▶ **Task requirements**: Show me every line in the listing that has the word "String".
Records supplied below:
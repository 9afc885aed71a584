use super::GasEstimate;

/// Gas used by a plain ETH transfer.
pub const TRANSFER_GAS_UNITS: u64 = 21_000;

const GWEI_PER_ETH: f64 = 1e9;

#[derive(Debug, Clone, Copy, PartialEq)]
pub struct FeeEstimate {
    pub gas_units: u64,
    pub price_gwei: f64,
    pub fee_gwei: f64,
    pub fee_native: f64,
    pub fee_usd: f64,
}

impl FeeEstimate {
    /// Cost of a plain transfer at `price_gwei`, priced at `asset_usd_price` per ETH.
    pub fn for_gas_price(price_gwei: f64, asset_usd_price: f64) -> Self {
        let fee_gwei = TRANSFER_GAS_UNITS as f64 * price_gwei;
        let fee_native = fee_gwei / GWEI_PER_ETH;

        Self {
            gas_units: TRANSFER_GAS_UNITS,
            price_gwei,
            fee_gwei,
            fee_native,
            fee_usd: fee_native * asset_usd_price,
        }
    }

    pub fn native_display(&self) -> String {
        format!("{:.6}", round_half_up(self.fee_native, 6))
    }

    pub fn usd_display(&self) -> String {
        format!("{:.2}", round_half_up(self.fee_usd, 2))
    }
}

/// Fee estimates for the three displayed tiers.
#[derive(Debug, Clone, Copy, PartialEq)]
pub struct TierFees {
    pub safe: FeeEstimate,
    pub standard: FeeEstimate,
    pub fast: FeeEstimate,
}

impl TierFees {
    pub fn new(gas: &GasEstimate, asset_usd_price: f64) -> Self {
        Self {
            safe: FeeEstimate::for_gas_price(gas.safe, asset_usd_price),
            standard: FeeEstimate::for_gas_price(gas.standard, asset_usd_price),
            fast: FeeEstimate::for_gas_price(gas.fast, asset_usd_price),
        }
    }

    pub fn labeled(&self) -> [(&'static str, &FeeEstimate); 3] {
        [
            ("Safe", &self.safe),
            ("Standard", &self.standard),
            ("Fast", &self.fast),
        ]
    }
}

pub fn round_half_up(value: f64, places: i32) -> f64 {
    let factor = 10f64.powi(places);
    // f64::round rounds half away from zero, which is half-up for the non-negative values here
    (value * factor).round() / factor
}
End of Records supplied.
▶ **Response box**:
    pub fn native_display(&self) -> String {
    pub fn usd_display(&self) -> String {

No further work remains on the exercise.